=== Records to use ===

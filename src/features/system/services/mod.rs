mod system_service;

pub use system_service::SystemService;
//! In-memory stand-ins for the Supabase stores

use async_trait::async_trait;
use serde_json::{Map, Value};
use std::collections::{HashMap, HashSet};
use std::sync::Mutex;

use crate::modules::supabase::{
    Filter, ObjectStore, Query, StoreError, StoreResult, TableStore,
};

fn matches(row: &Map<String, Value>, filters: &[Filter]) -> bool {
    filters.iter().all(|filter| match row.get(&filter.column) {
        Some(Value::String(s)) => *s == filter.value,
        Some(Value::Null) | None => false,
        Some(other) => other.to_string() == filter.value,
    })
}

fn sort_key(row: &Map<String, Value>, column: &str) -> String {
    match row.get(column) {
        Some(Value::String(s)) => s.clone(),
        Some(Value::Null) | None => String::new(),
        Some(other) => format!("{:0>20}", other.to_string()),
    }
}

#[derive(Default)]
struct TableState {
    tables: HashMap<String, Vec<Map<String, Value>>>,
    missing_columns: HashMap<String, Vec<String>>,
    fail_writes: Option<String>,
    write_count: usize,
}

/// PostgREST-like table store kept in memory
#[derive(Default)]
pub struct MemoryTableStore {
    state: Mutex<TableState>,
}

impl MemoryTableStore {
    pub fn new() -> Self {
        Self::default()
    }

    /// Reject writes naming any of `columns`, the way PostgREST does for
    /// columns absent from its schema cache
    pub fn with_missing_columns(self, table: &str, columns: &[&str]) -> Self {
        self.state.lock().unwrap().missing_columns.insert(
            table.to_string(),
            columns.iter().map(|c| c.to_string()).collect(),
        );
        self
    }

    pub fn seed(&self, table: &str, rows: Vec<Value>) {
        let mut state = self.state.lock().unwrap();
        let entry = state.tables.entry(table.to_string()).or_default();
        for row in rows {
            if let Value::Object(map) = row {
                entry.push(map);
            }
        }
    }

    pub fn rows(&self, table: &str) -> Vec<Value> {
        let state = self.state.lock().unwrap();
        state
            .tables
            .get(table)
            .map(|rows| rows.iter().cloned().map(Value::Object).collect())
            .unwrap_or_default()
    }

    /// Make every insert and update fail with `message`
    pub fn fail_writes(&self, message: &str) {
        self.state.lock().unwrap().fail_writes = Some(message.to_string());
    }

    /// Insert and update attempts, successful or not
    pub fn write_count(&self) -> usize {
        self.state.lock().unwrap().write_count
    }

    fn check_write(state: &mut TableState, table: &str, payload: &Value) -> StoreResult<()> {
        state.write_count += 1;

        if let Some(message) = &state.fail_writes {
            return Err(StoreError::Api {
                status: 403,
                code: Some("42501".to_string()),
                message: message.clone(),
            });
        }

        let missing = state.missing_columns.get(table);
        if let (Some(missing), Value::Object(fields)) = (missing, payload) {
            if let Some(column) = missing.iter().find(|c| fields.contains_key(c.as_str())) {
                return Err(StoreError::Api {
                    status: 400,
                    code: Some("PGRST204".to_string()),
                    message: format!(
                        "Could not find the '{}' column of '{}' in the schema cache",
                        column, table
                    ),
                });
            }
        }

        Ok(())
    }
}

#[async_trait]
impl TableStore for MemoryTableStore {
    async fn select(&self, table: &str, query: Query) -> StoreResult<Vec<Value>> {
        let state = self.state.lock().unwrap();
        let mut rows: Vec<Map<String, Value>> = state
            .tables
            .get(table)
            .map(|rows| {
                rows.iter()
                    .filter(|row| matches(row, &query.filters))
                    .cloned()
                    .collect()
            })
            .unwrap_or_default();

        if let Some(order) = &query.order {
            rows.sort_by_key(|row| sort_key(row, &order.column));
            if order.descending {
                rows.reverse();
            }
        }

        if let Some(limit) = query.limit {
            rows.truncate(limit);
        }

        let projection: Option<HashSet<String>> = query
            .columns
            .as_deref()
            .filter(|c| *c != "*")
            .map(|c| c.split(',').map(|s| s.trim().to_string()).collect());

        Ok(rows
            .into_iter()
            .map(|row| match &projection {
                Some(keep) => Value::Object(
                    row.into_iter()
                        .filter(|(key, _)| keep.contains(key))
                        .collect(),
                ),
                None => Value::Object(row),
            })
            .collect())
    }

    async fn insert(&self, table: &str, row: &Value) -> StoreResult<Vec<Value>> {
        let mut state = self.state.lock().unwrap();
        Self::check_write(&mut state, table, row)?;

        let mut fields = match row {
            Value::Object(fields) => fields.clone(),
            _ => return Err(StoreError::Decode("row must be an object".to_string())),
        };

        let rows = state.tables.entry(table.to_string()).or_default();
        if !fields.contains_key("id") {
            let next_id = rows
                .iter()
                .filter_map(|r| r.get("id").and_then(Value::as_i64))
                .max()
                .unwrap_or(0)
                + 1;
            fields.insert("id".to_string(), Value::from(next_id));
        }
        rows.push(fields.clone());

        Ok(vec![Value::Object(fields)])
    }

    async fn update(
        &self,
        table: &str,
        changes: &Value,
        filters: &[Filter],
    ) -> StoreResult<Vec<Value>> {
        let mut state = self.state.lock().unwrap();
        Self::check_write(&mut state, table, changes)?;

        let Value::Object(changes) = changes else {
            return Err(StoreError::Decode("changes must be an object".to_string()));
        };

        let mut updated = Vec::new();
        if let Some(rows) = state.tables.get_mut(table) {
            for row in rows.iter_mut().filter(|row| matches(row, filters)) {
                for (key, value) in changes {
                    row.insert(key.clone(), value.clone());
                }
                updated.push(Value::Object(row.clone()));
            }
        }

        Ok(updated)
    }

    async fn delete(&self, table: &str, filters: &[Filter]) -> StoreResult<Vec<Value>> {
        let mut state = self.state.lock().unwrap();
        let mut deleted = Vec::new();

        if let Some(rows) = state.tables.get_mut(table) {
            rows.retain(|row| {
                if matches(row, filters) {
                    deleted.push(Value::Object(row.clone()));
                    false
                } else {
                    true
                }
            });
        }

        Ok(deleted)
    }
}

#[derive(Default)]
struct ObjectState {
    objects: Vec<String>,
    removed: Vec<String>,
    fail_uploads: bool,
}

/// Bucket kept in memory; only object paths are tracked
#[derive(Default)]
pub struct MemoryObjectStore {
    state: Mutex<ObjectState>,
}

impl MemoryObjectStore {
    pub fn new() -> Self {
        Self::default()
    }

    pub fn put(&self, path: &str) {
        self.state.lock().unwrap().objects.push(path.to_string());
    }

    pub fn paths(&self) -> Vec<String> {
        self.state.lock().unwrap().objects.clone()
    }

    pub fn removed(&self) -> Vec<String> {
        self.state.lock().unwrap().removed.clone()
    }

    pub fn fail_uploads(&self) {
        self.state.lock().unwrap().fail_uploads = true;
    }
}

#[async_trait]
impl ObjectStore for MemoryObjectStore {
    async fn upload(&self, path: &str, _data: Vec<u8>, _content_type: &str) -> StoreResult<()> {
        let mut state = self.state.lock().unwrap();
        if state.fail_uploads {
            return Err(StoreError::Api {
                status: 400,
                code: None,
                message: "Bucket not found".to_string(),
            });
        }
        if state.objects.iter().any(|p| p == path) {
            return Err(StoreError::Api {
                status: 409,
                code: None,
                message: "The resource already exists".to_string(),
            });
        }
        state.objects.push(path.to_string());
        Ok(())
    }

    fn public_url(&self, path: &str) -> String {
        format!("https://storage.test/images/{}", path)
    }

    async fn remove(&self, paths: &[String]) -> StoreResult<()> {
        let mut state = self.state.lock().unwrap();
        state.objects.retain(|p| !paths.contains(p));
        state.removed.extend(paths.iter().cloned());
        Ok(())
    }
}

/// `usuarios_administradores` row with a cheap bcrypt hash of `password`
pub fn admin_row(id: i64, username: &str, password: &str) -> Value {
    let hash = bcrypt::hash(password, 4).unwrap();
    serde_json::json!({
        "id": id,
        "nombre de usuario": username,
        "contraseña_hash": hash,
        "actualizado_at": null,
    })
}
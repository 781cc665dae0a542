pub mod auth;
pub mod identification;
pub mod images;
pub mod subscribers;
pub mod system;
mod image;
mod schema;

pub use image::{ImageRecord, ModerationState, PublicationCategory};
pub use schema::ImageSchema;
mod subscriber;

pub use subscriber::SubscriberRecord;
//! Tracing subscriber setup.

use crate::error::{CoursemateError, Result};
use tracing_subscriber::{layer::SubscriberExt, util::SubscriberInitExt, EnvFilter};

/// Install the global tracing subscriber.
///
/// `RUST_LOG` wins over `level` when set. Fails if a subscriber is already
/// installed.
pub fn init(level: &str) -> Result<()> {
    let filter = std::env::var("RUST_LOG").unwrap_or_else(|_| format!("coursemate={}", level));

    tracing_subscriber::registry()
        .with(EnvFilter::new(filter))
        .with(tracing_subscriber::fmt::layer().with_target(false))
        .try_init()
        .map_err(|e| CoursemateError::Config(format!("Failed to initialize logging: {}", e)))
}
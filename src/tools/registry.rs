//! Name-keyed tool registry.

use super::{Source, Tool, ToolDefinition, ToolOutput};
use crate::error::{CoursemateError, Result};
use std::sync::Arc;
use tracing::{debug, info, warn};

/// Tools available to the model, in registration order.
///
/// Registering a name twice replaces the earlier tool but keeps its position.
#[derive(Default, Clone)]
pub struct ToolRegistry {
    tools: Vec<(String, Arc<dyn Tool>)>,
}

impl ToolRegistry {
    pub fn new() -> Self {
        Self::default()
    }

    /// Register a tool under the name from its definition.
    pub fn register(&mut self, tool: Arc<dyn Tool>) -> Result<()> {
        let name = tool.definition().name;
        if name.trim().is_empty() {
            return Err(CoursemateError::Config(
                "Tool must have a name in its definition".to_string(),
            ));
        }

        match self.tools.iter_mut().find(|(existing, _)| *existing == name) {
            Some(slot) => {
                debug!("Replacing registered tool '{}'", name);
                slot.1 = tool;
            }
            None => {
                debug!("Registered tool '{}'", name);
                self.tools.push((name, tool));
            }
        }
        Ok(())
    }

    /// Definitions of all tools, in registration order.
    pub fn definitions(&self) -> Vec<ToolDefinition> {
        self.tools.iter().map(|(_, tool)| tool.definition()).collect()
    }

    pub fn len(&self) -> usize {
        self.tools.len()
    }

    pub fn is_empty(&self) -> bool {
        self.tools.is_empty()
    }

    /// Run the named tool.
    ///
    /// An unknown name is not an error: the model gets a
    /// `Tool '<name>' not found` result it can react to. Failures of a
    /// known tool are returned as `Err`.
    pub async fn dispatch(&self, name: &str, input: &serde_json::Value) -> Result<ToolOutput> {
        let Some((_, tool)) = self.tools.iter().find(|(n, _)| n == name) else {
            warn!("Model requested unknown tool '{}'", name);
            return Ok(ToolOutput::text(format!("Tool '{}' not found", name)));
        };

        info!("Calling tool: {} with args: {}", name, input);
        tool.execute(input).await
    }

    /// First non-empty source list, scanning tools in registration order.
    pub fn last_sources(&self) -> Vec<Source> {
        self.tools
            .iter()
            .map(|(_, tool)| tool.last_sources())
            .find(|sources| !sources.is_empty())
            .unwrap_or_default()
    }

    /// Clear recorded sources on every tool.
    pub fn reset_sources(&self) {
        for (_, tool) in &self.tools {
            tool.reset_sources();
        }
    }
}

#[cfg(test)]
mod tests {
    use super::*;
    use crate::testing::StubStore;
    use crate::tools::{CourseOutlineTool, CourseSearchTool};
    use async_trait::async_trait;
    use serde_json::json;

    /// Tool echoing its input under a configurable name.
    struct EchoTool {
        name: String,
        tag: &'static str,
    }

    #[async_trait]
    impl Tool for EchoTool {
        fn definition(&self) -> ToolDefinition {
            ToolDefinition {
                name: self.name.clone(),
                description: "Echo".to_string(),
                input_schema: json!({"type": "object"}),
            }
        }

        async fn execute(&self, input: &serde_json::Value) -> Result<ToolOutput> {
            Ok(ToolOutput::text(format!("{}:{}", self.tag, input)))
        }
    }

    fn echo(name: &str, tag: &'static str) -> Arc<dyn Tool> {
        Arc::new(EchoTool {
            name: name.to_string(),
            tag,
        })
    }

    fn course_registry(store: &Arc<StubStore>) -> ToolRegistry {
        let mut registry = ToolRegistry::new();
        registry
            .register(Arc::new(CourseSearchTool::new(store.clone(), store.clone())))
            .unwrap();
        registry
            .register(Arc::new(CourseOutlineTool::new(store.clone())))
            .unwrap();
        registry
    }

    #[test]
    fn test_register_rejects_unnamed_tool() {
        let mut registry = ToolRegistry::new();
        let err = registry.register(echo("", "x")).unwrap_err();
        assert!(matches!(err, CoursemateError::Config(_)));
        assert!(registry.is_empty());
    }

    #[test]
    fn test_definitions_in_registration_order() {
        let store = Arc::new(StubStore::new());
        let names: Vec<String> = course_registry(&store)
            .definitions()
            .into_iter()
            .map(|d| d.name)
            .collect();
        assert_eq!(names, vec!["search_course_content", "get_course_outline"]);
    }

    #[tokio::test]
    async fn test_duplicate_name_last_write_wins_in_place() {
        let mut registry = ToolRegistry::new();
        registry.register(echo("alpha", "first")).unwrap();
        registry.register(echo("beta", "beta")).unwrap();
        registry.register(echo("alpha", "second")).unwrap();

        assert_eq!(registry.len(), 2);
        assert_eq!(registry.definitions()[0].name, "alpha");

        let output = registry.dispatch("alpha", &json!({})).await.unwrap();
        assert_eq!(output.content, "second:{}");
    }

    #[tokio::test]
    async fn test_dispatch_unknown_tool_returns_sentinel() {
        let registry = ToolRegistry::new();
        let output = registry.dispatch("x", &json!({})).await.unwrap();
        assert_eq!(output.content, "Tool 'x' not found");
        assert_eq!(output.sources, None);
    }

    #[tokio::test]
    async fn test_dispatch_forwards_input_verbatim() {
        let mut registry = ToolRegistry::new();
        registry.register(echo("echo", "e")).unwrap();
        let output = registry.dispatch("echo", &json!({"a": 1})).await.unwrap();
        assert_eq!(output.content, r#"e:{"a":1}"#);
    }

    #[tokio::test]
    async fn test_last_sources_and_reset() {
        let store = Arc::new(StubStore::new());
        let registry = course_registry(&store);
        assert!(registry.last_sources().is_empty());

        registry
            .dispatch("get_course_outline", &json!({"course_title": "Test"}))
            .await
            .unwrap();
        // The search tool has nothing recorded, so the outline tool's sources win.
        assert_eq!(registry.last_sources()[0].display_name, "Test Course");

        registry
            .dispatch("search_course_content", &json!({"query": "intro"}))
            .await
            .unwrap();
        assert_eq!(registry.last_sources()[0].display_name, "Test Course - Lesson 1");

        registry.reset_sources();
        assert!(registry.last_sources().is_empty());
    }
}
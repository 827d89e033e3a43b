//! Configuration module for Coursemate.
//!
//! Handles loading and managing application settings and prompt templates.

mod prompts;
mod settings;

pub use prompts::{GeneratorPrompts, Prompts};
pub use settings::{
    GeneralSettings, GenerationSettings, PromptSettings, SearchSettings, Settings,
};
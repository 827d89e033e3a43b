//! Tool-calling agent.
//!
//! The agent sends a question to a chat model together with the registered
//! course tools, executes whatever tools the model asks for, and feeds the
//! results back until the model answers in text or the round budget runs out.

mod runner;
mod state;

pub use runner::{Agent, AgentResponse, DEFAULT_MAX_ROUNDS};
pub use state::{ConversationState, Phase, ToolCallRecord};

===

Directions for this task => Each line in which the string "status" is found must be copied from the data.

Output =>
                status: 403,
                    status: 400,
                status: 400,
                status: 409,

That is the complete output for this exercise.